● **TO DO**
Locate the string "searcher" throughout the material and copy every line in which it occurs.

● **INPUT MATERIAL**
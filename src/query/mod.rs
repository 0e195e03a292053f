//! Query execution: scoring, accumulation, pruning and collection

mod accumulator;
mod collector;
mod daat;
mod maxscore;
pub mod scoring;
mod searcher;
#[cfg(test)]
mod strategy_tests;
mod taat;

pub use accumulator::{ACC_BLOCK_SIZE, AccumulatorArray};
pub use collector::{SearchHit, TopKCollector};
pub use maxscore::MaxScorePartition;
pub use scoring::{BM25_B, BM25_K1, QL_MU, ScoringKind, TermScorer, TermStats, bm25_idf};
pub use searcher::{SearchRequest, Searcher, Strategy};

● **RESPONSE TO THE EXERCISE**
mod searcher;
pub use searcher::{SearchRequest, Searcher, Strategy};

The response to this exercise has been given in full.